Он не заметил, как простоял около получаса возле могилы. Вернувшись из мыслей в реальность, он осмотрелся по сторонам. Кладбище давно опустело, остались только мертвые. Он медленно повернулся и потащился в сторону деревни.
***
– Берегитесь лжепророков, что приходят в овечьем обличии… – декларировал преподобный Уолтон.
Его голос звенел в стенах божьей обители, пропитанной запахом воска. Жители поселения внимали его словам с лицами детей, увидевших чудо. Они молчали, позволяя церкви наполняться звуками, которые испокон веков символизировали смысл жизни. Огоньки свечей изредка потрескивали, качаясь от сквозняка. Между словами священника было слышно воркованье голубей на крыше. Когда Уолтон произнес: «Помолимся!», все склонили головы перед ладонями, сложенными в замок. Божий дом наполнился приглушенным шепотом, преподобный захлопнул книгу и склонил голову перед прихожанами.
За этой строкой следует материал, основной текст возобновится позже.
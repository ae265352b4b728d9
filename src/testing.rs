//! Shared fakes for unit tests

use crate::audit::AuditLog;
use crate::cache::{CacheStorage, MemoryStorage};
use crate::config::schema::Config;
use crate::http::{Request, Response};
use crate::network::{Network, NetworkError};
use crate::worker::{LocalHost, Worker, WorkerSettings};
use async_trait::async_trait;
use std::collections::{HashMap, HashSet};
use std::sync::atomic::{AtomicBool, AtomicUsize, Ordering};
use std::sync::{Arc, Mutex};
use std::time::Duration;

pub const SCOPE: &str = "https://portfolio.test/";

/// Network that answers from a fixed table of URLs
#[derive(Default)]
pub struct ScriptedNetwork {
    routes: Mutex<HashMap<String, Response>>,
    stalled: Mutex<HashSet<String>>,
    offline: AtomicBool,
    calls: AtomicUsize,
}

impl ScriptedNetwork {
    pub fn new() -> Self {
        Self::default()
    }

    /// Serve a 200 with `body` at `url`
    pub fn serve(&self, url: &str, body: &str) {
        self.respond(url, Response::new(url, 200, body.as_bytes().to_vec()));
    }

    pub fn respond(&self, url: &str, response: Response) {
        self.routes
            .lock()
            .unwrap()
            .insert(url.to_string(), response);
    }

    /// Hold requests for `url` until [`release`](Self::release)
    pub fn stall(&self, url: &str) {
        self.stalled.lock().unwrap().insert(url.to_string());
    }

    pub fn release(&self, url: &str) {
        self.stalled.lock().unwrap().remove(url);
    }

    fn is_stalled(&self, url: &str) -> bool {
        self.stalled.lock().unwrap().contains(url)
    }

    pub fn set_offline(&self, offline: bool) {
        self.offline.store(offline, Ordering::SeqCst);
    }

    pub fn calls(&self) -> usize {
        self.calls.load(Ordering::SeqCst)
    }

    /// Wait until at least `n` requests have been made
    pub async fn wait_for_calls(&self, n: usize) {
        while self.calls() < n {
            tokio::time::sleep(Duration::from_millis(5)).await;
        }
    }
}

#[async_trait]
impl Network for ScriptedNetwork {
    async fn fetch(&self, request: &Request) -> Result<Response, NetworkError> {
        self.calls.fetch_add(1, Ordering::SeqCst);
        if self.offline.load(Ordering::SeqCst) {
            return Err(NetworkError::Offline(request.url.to_string()));
        }
        while self.is_stalled(request.url.as_str()) {
            tokio::time::sleep(Duration::from_millis(5)).await;
        }
        let routes = self.routes.lock().unwrap();
        Ok(routes
            .get(request.url.as_str())
            .cloned()
            .unwrap_or_else(|| Response::new(request.url.as_str(), 404, b"not found".to_vec())))
    }
}

/// Config for a small site under [`SCOPE`]
pub fn site_config(version: &str) -> Config {
    let mut config = Config::default();
    config.worker.cache_name = format!("portfolio-v{}", version);
    config.worker.scope = SCOPE.to_string();
    config.worker.offline_url = "/".to_string();
    config.manifest.urls = vec![
        "/".to_string(),
        "/static/css/style.css".to_string(),
        "/static/js/app.js".to_string(),
    ];
    config
}

/// Network serving every manifest entry of [`site_config`]
pub fn site_network() -> Arc<ScriptedNetwork> {
    let network = ScriptedNetwork::new();
    network.serve(SCOPE, "<html>home</html>");
    network.serve(&format!("{}static/css/style.css", SCOPE), "body {}");
    network.serve(&format!("{}static/js/app.js", SCOPE), "console.log(1)");
    Arc::new(network)
}

/// Everything a worker test needs a handle on
pub struct Harness {
    pub worker: Worker,
    pub storage: Arc<dyn CacheStorage>,
    pub network: Arc<ScriptedNetwork>,
    pub host: Arc<LocalHost>,
}

impl Harness {
    pub fn new(
        config: &Config,
        storage: Arc<dyn CacheStorage>,
        network: Arc<ScriptedNetwork>,
    ) -> Self {
        let host = Arc::new(LocalHost::new());
        let (settings, manifest) = WorkerSettings::from_config(config).unwrap();
        let worker = Worker::new(
            settings,
            manifest,
            storage.clone(),
            network.clone(),
            host.clone(),
            Arc::new(AuditLog::disabled()),
        );
        Self {
            worker,
            storage,
            network,
            host,
        }
    }

    /// Fresh memory storage and a network serving the whole site
    pub fn site(version: &str) -> Self {
        Self::new(
            &site_config(version),
            Arc::new(MemoryStorage::new()),
            site_network(),
        )
    }
}

pub fn url(s: &str) -> url::Url {
    url::Url::parse(s).unwrap()
}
По окончании службы народ покидал церковь. Все как один покорно кланялись божьему дому и крестились. После мужчины надевали свои головные уборы и разбредались по поселению. Уильям не покидал своего места до тех пор, пока не остался один на один со священником. Всем своим видом он напоминал нашкодившего мальчишку, который, преисполнившись угрызениями совести, идет к родителям сознаться в своем проступке. Священник кивнул ему с понимающим взглядом, и тот осмелился подняться со скамьи.
– Отец, меня мучает совесть, – осторожно заикаясь, промолвил он, – Вальтер, мой друг Вальтер…
Он зашелся в рыданиях.
– Ничего, сын мой, не вини себя, – назидательно начал священник, – пути господни неисповедимы, и так должно было случиться.
– Но я мог! – Прорвалось сквозь рыдания.
– Когда познаешь дьявола, он познает тебя. Ты не в силах мешать великой божьей руке, – буднично ответил священник и покачал перед его лицом Библией.
Уильям глубоко вдохнул и доверчиво кивнул головой.
– Мы живем в страхе, этот проклятый дом сводит нас с ума! – Выпалил Уильям.
– Если вы несете слово божье, вам нечего бояться, он убережет вас от всех невзгод. – Изрек священник, словно уличая Уильяма в утрате веры.
Уильям вытер лицо рукавом и покинул церковь, даже не поклонившись ее величию.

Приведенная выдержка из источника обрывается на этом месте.